* Problem to work on
Return verbatim every line from the first line of the data below to the line that contains "#[must_use]", inclusive, and no further.

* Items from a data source
——————

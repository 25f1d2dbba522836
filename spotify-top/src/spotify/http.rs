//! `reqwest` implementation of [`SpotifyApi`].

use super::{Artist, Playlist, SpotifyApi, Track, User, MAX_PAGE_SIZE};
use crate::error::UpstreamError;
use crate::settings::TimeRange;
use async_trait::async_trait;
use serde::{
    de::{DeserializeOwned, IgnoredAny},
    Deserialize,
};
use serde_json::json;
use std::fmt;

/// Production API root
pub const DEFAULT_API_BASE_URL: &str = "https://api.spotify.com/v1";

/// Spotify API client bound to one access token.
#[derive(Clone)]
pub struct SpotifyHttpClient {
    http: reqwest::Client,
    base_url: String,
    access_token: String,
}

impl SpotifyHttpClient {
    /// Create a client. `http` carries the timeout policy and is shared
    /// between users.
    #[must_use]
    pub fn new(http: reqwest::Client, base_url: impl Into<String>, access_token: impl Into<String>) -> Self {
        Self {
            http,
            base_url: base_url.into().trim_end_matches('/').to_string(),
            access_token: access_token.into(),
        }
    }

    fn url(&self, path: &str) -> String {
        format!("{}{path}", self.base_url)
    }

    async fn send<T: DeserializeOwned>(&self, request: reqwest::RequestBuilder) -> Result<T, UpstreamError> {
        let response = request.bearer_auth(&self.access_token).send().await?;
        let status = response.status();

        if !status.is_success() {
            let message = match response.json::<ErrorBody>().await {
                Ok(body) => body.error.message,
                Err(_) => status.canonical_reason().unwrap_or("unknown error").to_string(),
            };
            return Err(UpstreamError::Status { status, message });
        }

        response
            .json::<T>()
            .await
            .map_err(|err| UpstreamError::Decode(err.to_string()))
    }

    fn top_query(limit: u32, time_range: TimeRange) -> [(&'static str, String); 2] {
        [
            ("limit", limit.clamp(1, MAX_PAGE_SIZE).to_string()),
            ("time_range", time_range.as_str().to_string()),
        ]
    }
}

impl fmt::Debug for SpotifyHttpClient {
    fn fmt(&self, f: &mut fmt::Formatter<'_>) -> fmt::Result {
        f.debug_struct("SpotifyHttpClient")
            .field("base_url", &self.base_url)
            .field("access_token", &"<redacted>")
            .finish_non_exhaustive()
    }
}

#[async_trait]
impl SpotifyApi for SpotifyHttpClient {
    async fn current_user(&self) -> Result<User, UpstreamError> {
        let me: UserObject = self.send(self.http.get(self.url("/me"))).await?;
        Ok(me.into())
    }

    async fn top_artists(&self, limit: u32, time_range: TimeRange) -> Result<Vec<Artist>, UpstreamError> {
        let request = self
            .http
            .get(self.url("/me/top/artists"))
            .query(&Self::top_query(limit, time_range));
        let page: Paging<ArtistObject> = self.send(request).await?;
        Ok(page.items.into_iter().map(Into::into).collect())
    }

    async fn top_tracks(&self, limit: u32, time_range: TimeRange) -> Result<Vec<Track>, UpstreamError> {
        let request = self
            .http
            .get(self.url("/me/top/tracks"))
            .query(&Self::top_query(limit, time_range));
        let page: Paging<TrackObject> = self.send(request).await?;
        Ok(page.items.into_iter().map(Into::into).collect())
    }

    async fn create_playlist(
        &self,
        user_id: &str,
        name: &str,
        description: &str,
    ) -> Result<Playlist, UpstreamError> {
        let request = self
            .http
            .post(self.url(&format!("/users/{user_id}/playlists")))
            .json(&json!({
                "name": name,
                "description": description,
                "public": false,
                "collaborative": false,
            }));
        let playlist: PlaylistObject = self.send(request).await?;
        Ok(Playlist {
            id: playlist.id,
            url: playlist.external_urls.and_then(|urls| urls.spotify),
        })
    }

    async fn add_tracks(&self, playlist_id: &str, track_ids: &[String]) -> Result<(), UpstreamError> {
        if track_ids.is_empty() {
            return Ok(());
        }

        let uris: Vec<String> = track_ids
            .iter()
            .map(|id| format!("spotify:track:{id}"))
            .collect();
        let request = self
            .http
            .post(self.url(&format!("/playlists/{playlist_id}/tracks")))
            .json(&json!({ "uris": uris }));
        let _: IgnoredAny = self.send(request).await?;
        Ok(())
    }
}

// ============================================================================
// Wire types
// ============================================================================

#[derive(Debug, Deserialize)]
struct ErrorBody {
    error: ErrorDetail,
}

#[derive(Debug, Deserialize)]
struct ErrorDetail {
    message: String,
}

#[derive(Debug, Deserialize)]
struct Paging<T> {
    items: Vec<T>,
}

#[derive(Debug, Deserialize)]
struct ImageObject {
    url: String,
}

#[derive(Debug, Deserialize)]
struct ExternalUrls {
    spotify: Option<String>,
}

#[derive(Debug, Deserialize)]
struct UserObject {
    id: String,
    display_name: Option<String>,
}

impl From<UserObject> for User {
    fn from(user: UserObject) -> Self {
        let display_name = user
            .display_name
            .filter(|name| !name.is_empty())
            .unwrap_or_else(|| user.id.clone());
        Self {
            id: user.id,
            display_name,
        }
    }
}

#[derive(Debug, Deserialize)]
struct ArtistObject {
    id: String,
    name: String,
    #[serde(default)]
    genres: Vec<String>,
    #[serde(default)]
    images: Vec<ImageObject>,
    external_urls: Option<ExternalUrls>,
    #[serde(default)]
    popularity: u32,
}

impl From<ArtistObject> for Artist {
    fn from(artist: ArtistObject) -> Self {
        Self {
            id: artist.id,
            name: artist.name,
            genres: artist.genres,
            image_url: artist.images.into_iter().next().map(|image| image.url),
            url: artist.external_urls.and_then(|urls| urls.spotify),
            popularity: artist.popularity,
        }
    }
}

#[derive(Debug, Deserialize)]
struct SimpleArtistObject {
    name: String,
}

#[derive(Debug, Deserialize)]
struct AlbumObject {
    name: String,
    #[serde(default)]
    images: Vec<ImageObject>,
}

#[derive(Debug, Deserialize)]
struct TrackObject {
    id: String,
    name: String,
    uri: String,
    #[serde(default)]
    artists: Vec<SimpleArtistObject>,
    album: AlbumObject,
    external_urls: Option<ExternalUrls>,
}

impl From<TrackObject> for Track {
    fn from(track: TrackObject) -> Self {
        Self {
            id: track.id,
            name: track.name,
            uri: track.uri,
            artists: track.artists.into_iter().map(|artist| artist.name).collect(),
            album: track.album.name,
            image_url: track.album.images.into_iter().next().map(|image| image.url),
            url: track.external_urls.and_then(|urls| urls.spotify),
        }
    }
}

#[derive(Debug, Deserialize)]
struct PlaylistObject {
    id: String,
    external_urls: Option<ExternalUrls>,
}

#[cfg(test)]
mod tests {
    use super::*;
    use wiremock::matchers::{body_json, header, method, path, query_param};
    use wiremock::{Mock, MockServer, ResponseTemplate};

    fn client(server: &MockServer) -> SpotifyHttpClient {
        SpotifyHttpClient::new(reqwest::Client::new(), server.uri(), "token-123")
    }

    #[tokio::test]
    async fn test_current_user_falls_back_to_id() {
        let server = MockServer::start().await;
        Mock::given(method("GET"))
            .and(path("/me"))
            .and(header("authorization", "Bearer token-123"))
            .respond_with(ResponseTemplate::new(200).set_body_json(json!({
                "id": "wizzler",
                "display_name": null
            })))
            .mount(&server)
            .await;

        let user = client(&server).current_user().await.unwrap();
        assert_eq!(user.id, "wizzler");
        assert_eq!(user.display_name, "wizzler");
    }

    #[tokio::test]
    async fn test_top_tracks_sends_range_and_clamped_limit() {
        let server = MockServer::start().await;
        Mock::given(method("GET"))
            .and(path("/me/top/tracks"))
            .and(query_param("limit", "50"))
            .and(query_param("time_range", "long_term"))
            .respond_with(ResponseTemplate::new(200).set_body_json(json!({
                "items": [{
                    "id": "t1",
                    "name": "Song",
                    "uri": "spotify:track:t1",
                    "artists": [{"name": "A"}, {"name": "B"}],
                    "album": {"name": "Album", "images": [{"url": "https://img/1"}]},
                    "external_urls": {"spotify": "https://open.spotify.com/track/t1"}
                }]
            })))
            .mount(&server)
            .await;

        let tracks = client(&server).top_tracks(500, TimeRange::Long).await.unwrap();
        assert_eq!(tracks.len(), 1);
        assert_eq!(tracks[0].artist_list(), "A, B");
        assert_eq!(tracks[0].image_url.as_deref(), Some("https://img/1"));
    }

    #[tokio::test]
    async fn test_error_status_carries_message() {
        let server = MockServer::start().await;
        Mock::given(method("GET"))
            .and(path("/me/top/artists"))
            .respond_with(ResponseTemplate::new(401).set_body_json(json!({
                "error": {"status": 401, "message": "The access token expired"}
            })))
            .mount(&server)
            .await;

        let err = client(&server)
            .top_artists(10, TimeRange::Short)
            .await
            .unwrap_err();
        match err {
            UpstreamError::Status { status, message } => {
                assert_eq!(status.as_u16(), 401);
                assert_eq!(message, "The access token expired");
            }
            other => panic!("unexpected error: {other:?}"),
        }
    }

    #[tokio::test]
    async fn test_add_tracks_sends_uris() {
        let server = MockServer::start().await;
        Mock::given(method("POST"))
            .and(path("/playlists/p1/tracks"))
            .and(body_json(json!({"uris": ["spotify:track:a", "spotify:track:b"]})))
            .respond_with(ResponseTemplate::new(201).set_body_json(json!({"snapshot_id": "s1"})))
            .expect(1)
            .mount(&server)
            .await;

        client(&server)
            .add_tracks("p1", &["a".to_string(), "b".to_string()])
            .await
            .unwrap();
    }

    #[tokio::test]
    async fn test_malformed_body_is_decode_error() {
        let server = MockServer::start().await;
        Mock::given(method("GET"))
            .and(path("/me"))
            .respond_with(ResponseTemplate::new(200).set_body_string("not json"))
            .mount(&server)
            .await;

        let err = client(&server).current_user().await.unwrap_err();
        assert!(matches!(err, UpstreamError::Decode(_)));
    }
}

——————

* Solution to the problem
repository 25f1d2dbba522836
filename spotify-top/src/spotify/http.rs
//! `reqwest` implementation of [`SpotifyApi`].

use super::{Artist, Playlist, SpotifyApi, Track, User, MAX_PAGE_SIZE};
use crate::error::UpstreamError;
use crate::settings::TimeRange;
use async_trait::async_trait;
use serde::{
    de::{DeserializeOwned, IgnoredAny},
    Deserialize,
};
use serde_json::json;
use std::fmt;

/// Production API root
pub const DEFAULT_API_BASE_URL: &str = "https://api.spotify.com/v1";

/// Spotify API client bound to one access token.
#[derive(Clone)]
pub struct SpotifyHttpClient {
    http: reqwest::Client,
    base_url: String,
    access_token: String,
}

impl SpotifyHttpClient {
    /// Create a client. `http` carries the timeout policy and is shared
    /// between users.
    #[must_use]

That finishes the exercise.